To look further into this, search DJI Forum for the thread “Please Release the DLOG-M Color Space (DCTL/IDT/ODT) Information!”
My goal, and the bottom line of this question, is to be able to work correctly in ACES with material from D-Log M encoded clips from DJI.
The project I’m working on right now has several dozens of these…

I just posted on the logik forum - I’m going to copy paste what I wrote:

Ignoring the 1.4 exposure compensation and the header-hack, I get a match between:

  • Resolve (Rec.709/Linear to D-Gamut/D-Log (…to AWG3/LogC3) - via colorspace transform node)
  • Resolve (Rec.709/Linear to D-Gamut/D-Log - via DJI’s 1D LUT)
  • Baselight (CGI Linear / Rec.709 to AWG3/LogC3)
  • Transkoder/OSD (auto debayers to AWG3/LogC3)
  • Silverstack Lab (RAW set to "D-Gamut/D-Log)

Now… with the header trick**, the actual “debayer to D-Gamut/D-Log” in Resolve is ever so slightly different, dare I say better?.. And no Color temp/Tint tweaking can get the Rec709/Lin to match this method.

What is Blackmagic doing? Did they profile the sensor themselves? How is it that no other software can replicate Resolve’s D-Gamut/D-Log debayer?

I’ve also tried the photo-based softwares (Lightroom, Affinity, RAWTherapee, etc.), and those are the furthest off (having no straightforward way to get a Log image…)

I even compiled rawtoaces and that did not get me anywhere near the baseline I was hoping for.

Fascinating. Exhausting.

** header trick:
exiftool -UniqueCameraModel=FC4280 -m the.dng
Link 1
Link 2

Not that I’m aware of.
Thanks to @jeeroome’s post I remember this useful tool. It seems who made this did profile DLog-M so perhaps you can make it work via creating a LUT for it. If it doesn’t seem to play nice with the ranges maybe converting to a different log space instead to keep the LUT between 0-1 and convert further in Resolve.

Can’t speak of the validity of the tools but I also found this and this.
They offer a demo version so you could give it a spin and see if it’s suitable.

On @jeeroome 's topic…

A while ago I encountered odd differences in debayer behavior with DJI DNGs to ‘native’ DGamut/DLog vs any other space. Perhaps these differences remain when ‘hacking the header’ on non DJI files. It only makes me think that Resolve’s handling may be actually less accurate but I don’t know enough about the subject to do my own testing and verifications.
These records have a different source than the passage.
//! External API fetcher for enrichment data.
//!
//! Performs the single bounded-timeout GET per job and validates that the
//! response is a non-empty JSON list of objects. Retry policy, if any, is
//! the caller's concern; a failed fetch fails the job.

use std::time::Duration;

use reqwest::Client;
use serde_json::Value;
use thiserror::Error;
use tracing::debug;

/// One record from the external API: a flat field-name-to-value mapping.
pub type ApiRecord = serde_json::Map<String, Value>;

/// Errors raised by the external fetch.
#[derive(Debug, Error)]
pub enum FetchError {
    #[error("external API unreachable: {0}")]
    Unreachable(String),

    #[error("external API response has invalid shape: {0}")]
    InvalidShape(String),
}

/// HTTP client wrapper for the enrichment fetch.
#[derive(Clone)]
pub struct ExternalFetcher {
    client: Client,
}

impl ExternalFetcher {
    /// Build a fetcher whose requests time out after `timeout`.
    pub fn new(timeout: Duration) -> Result<Self, reqwest::Error> {
        let client = Client::builder().timeout(timeout).build()?;
        Ok(Self { client })
    }

    /// Fetch and validate the enrichment records from `url`.
    pub async fn fetch(&self, url: &str) -> Result<Vec<ApiRecord>, FetchError> {
        let response = self
            .client
            .get(url)
            .send()
            .await
            .map_err(|e| FetchError::Unreachable(e.to_string()))?;

        let status = response.status();
        if !status.is_success() {
            return Err(FetchError::Unreachable(format!(
                "HTTP status {status} from {url}"
            )));
        }

        let body = response
            .bytes()
            .await
            .map_err(|e| FetchError::Unreachable(e.to_string()))?;

        let value: Value = serde_json::from_slice(&body)
            .map_err(|_| FetchError::InvalidShape("response body is not valid JSON".to_string()))?;

        let records = validate_payload(value)?;
        debug!(url, records = records.len(), "Fetched enrichment records");
        Ok(records)
    }
}

/// Validate that a parsed response body is a non-empty list of objects.
///
/// Rejects empty lists, lists of scalars, and lists of lists.
pub fn validate_payload(value: Value) -> Result<Vec<ApiRecord>, FetchError> {
    let Value::Array(items) = value else {
        return Err(FetchError::InvalidShape(
            "response must be a JSON list of objects".to_string(),
        ));
    };

    if items.is_empty() {
        return Err(FetchError::InvalidShape(
            "response list is empty".to_string(),
        ));
    }

    items
        .into_iter()
        .enumerate()
        .map(|(position, item)| match item {
            Value::Object(record) => Ok(record),
            _ => Err(FetchError::InvalidShape(format!(
                "element {position} is not an object"
            ))),
        })
        .collect()
}
//! Database entity definitions.

pub mod uploaded_file;

pub use uploaded_file::UploadedFileEntity;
Thanks @shebbe , that’s quite the multi-forum rabbit hole! I just pinged the users in that BMD thread for their input.

I would love to find some ground truth debayer…
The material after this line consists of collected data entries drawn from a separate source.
//! Key matcher: point lookups from file-key values to API records.

use std::collections::HashMap;

use serde_json::Value;
use thiserror::Error;

use super::external_api::ApiRecord;

/// Errors raised while building the record index.
#[derive(Debug, Error)]
pub enum IndexError {
    #[error("API record at position {position} is missing the key field '{field}'")]
    MissingApiKey { position: usize, field: String },
}

/// Lookup structure from normalized API-key value to the full API record.
///
/// Built once per job and owned by the engine for the job's duration.
#[derive(Debug)]
pub struct RecordIndex {
    by_key: HashMap<String, ApiRecord>,
}

impl RecordIndex {
    /// Build an index over `records` keyed by the `api_key` field.
    ///
    /// Every record must carry the key field. When two records share a key
    /// value, the later record wins; API ordering is otherwise unspecified,
    /// so this is the documented tie-break rather than an arbitrary one.
    pub fn build(records: Vec<ApiRecord>, api_key: &str) -> Result<Self, IndexError> {
        let mut by_key = HashMap::with_capacity(records.len());

        for (position, record) in records.into_iter().enumerate() {
            let key = record.get(api_key).ok_or_else(|| IndexError::MissingApiKey {
                position,
                field: api_key.to_string(),
            })?;
            by_key.insert(key_text(key), record);
        }

        Ok(Self { by_key })
    }

    /// Look up the record matching a file-side key value.
    pub fn lookup(&self, value: &str) -> Option<&ApiRecord> {
        self.by_key.get(value.trim())
    }

    /// Number of distinct key values in the index.
    pub fn len(&self) -> usize {
        self.by_key.len()
    }

    pub fn is_empty(&self) -> bool {
        self.by_key.is_empty()
    }
}

/// Normalize a JSON value into the string form used for key comparison.
///
/// Strings are trimmed; numbers and booleans use their canonical display
/// form, so a file-side `"7"` matches an API-side integer `7`.
pub fn key_text(value: &Value) -> String {
    match value {
        Value::String(s) => s.trim().to_string(),
        Value::Number(n) => n.to_string(),
        Value::Bool(b) => b.to_string(),
        Value::Null => "null".to_string(),
        other => other.to_string(),
    }
}

/// Render a JSON value as a CSV cell.
///
/// Nulls become empty cells; nested arrays/objects are carried opaquely as
/// compact JSON text.
pub fn cell_text(value: &Value) -> String {
    match value {
        Value::Null => String::new(),
        Value::String(s) => s.clone(),
        Value::Number(n) => n.to_string(),
        Value::Bool(b) => b.to_string(),
        other => other.to_string(),
    }
}

#[cfg(test)]
mod tests {
    use super::*;
    use serde_json::json;

    fn records(value: Value) -> Vec<ApiRecord> {
        value
            .as_array()
            .unwrap()
            .iter()
            .map(|v| v.as_object().unwrap().clone())
            .collect()
    }

    #[test]
    fn test_build_and_lookup() {
        let index = RecordIndex::build(
            records(json!([
                {"userId": 1, "email": "a@x.com"},
                {"userId": 3, "email": "c@x.com"}
            ])),
            "userId",
        )
        .unwrap();

        assert_eq!(index.len(), 2);
        let record = index.lookup("1").unwrap();
        assert_eq!(record["email"], json!("a@x.com"));
        assert!(index.lookup("2").is_none());
    }

    #[test]
    fn test_numeric_api_key_matches_textual_file_key() {
        let index =
            RecordIndex::build(records(json!([{"id": 7, "v": "x"}])), "id").unwrap();

        assert!(index.lookup("7").is_some());
        assert!(index.lookup(" 7 ").is_some());
    }

    #[test]
    fn test_string_keys_are_trimmed() {
        let index =
            RecordIndex::build(records(json!([{"id": "  abc ", "v": 1}])), "id").unwrap();

        assert!(index.lookup("abc").is_some());
        assert!(index.lookup("  abc").is_some());
    }

    #[test]
    fn test_missing_key_field_fails() {
        let err = RecordIndex::build(
            records(json!([{"id": 1}, {"other": 2}])),
            "id",
        )
        .unwrap_err();

        let IndexError::MissingApiKey { position, field } = err;
        assert_eq!(position, 1);
        assert_eq!(field, "id");
    }

    #[test]
    fn test_duplicate_keys_last_record_wins() {
        let index = RecordIndex::build(
            records(json!([
                {"id": 1, "v": "first"},
                {"id": 1, "v": "second"}
            ])),
            "id",
        )
        .unwrap();

        assert_eq!(index.len(), 1);
        assert_eq!(index.lookup("1").unwrap()["v"], json!("second"));
    }

    #[test]
    fn test_key_text_forms() {
        assert_eq!(key_text(&json!("  x  ")), "x");
        assert_eq!(key_text(&json!(7)), "7");
        assert_eq!(key_text(&json!(7.5)), "7.5");
        assert_eq!(key_text(&json!(true)), "true");
        assert_eq!(key_text(&Value::Null), "null");
    }

    #[test]
    fn test_cell_text_forms() {
        assert_eq!(cell_text(&Value::Null), "");
        assert_eq!(cell_text(&json!("plain")), "plain");
        assert_eq!(cell_text(&json!(42)), "42");
        assert_eq!(cell_text(&json!(false)), "false");
        assert_eq!(cell_text(&json!({"a": 1})), "{\"a\":1}");
        assert_eq!(cell_text(&json!([1, 2])), "[1,2]");
    }
}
Facing the reality of a brand that refuses to disclose crucial technical information, I think the best we can do as professionals is to work with what they give us. Well aware that, in this case, what we have is a LUT that greatly reduces the proclaimed potential of the original D-Log M 10bit files.
I won’t stop working in ACES just because DJI doesn’t allow us to take the best out of their footage.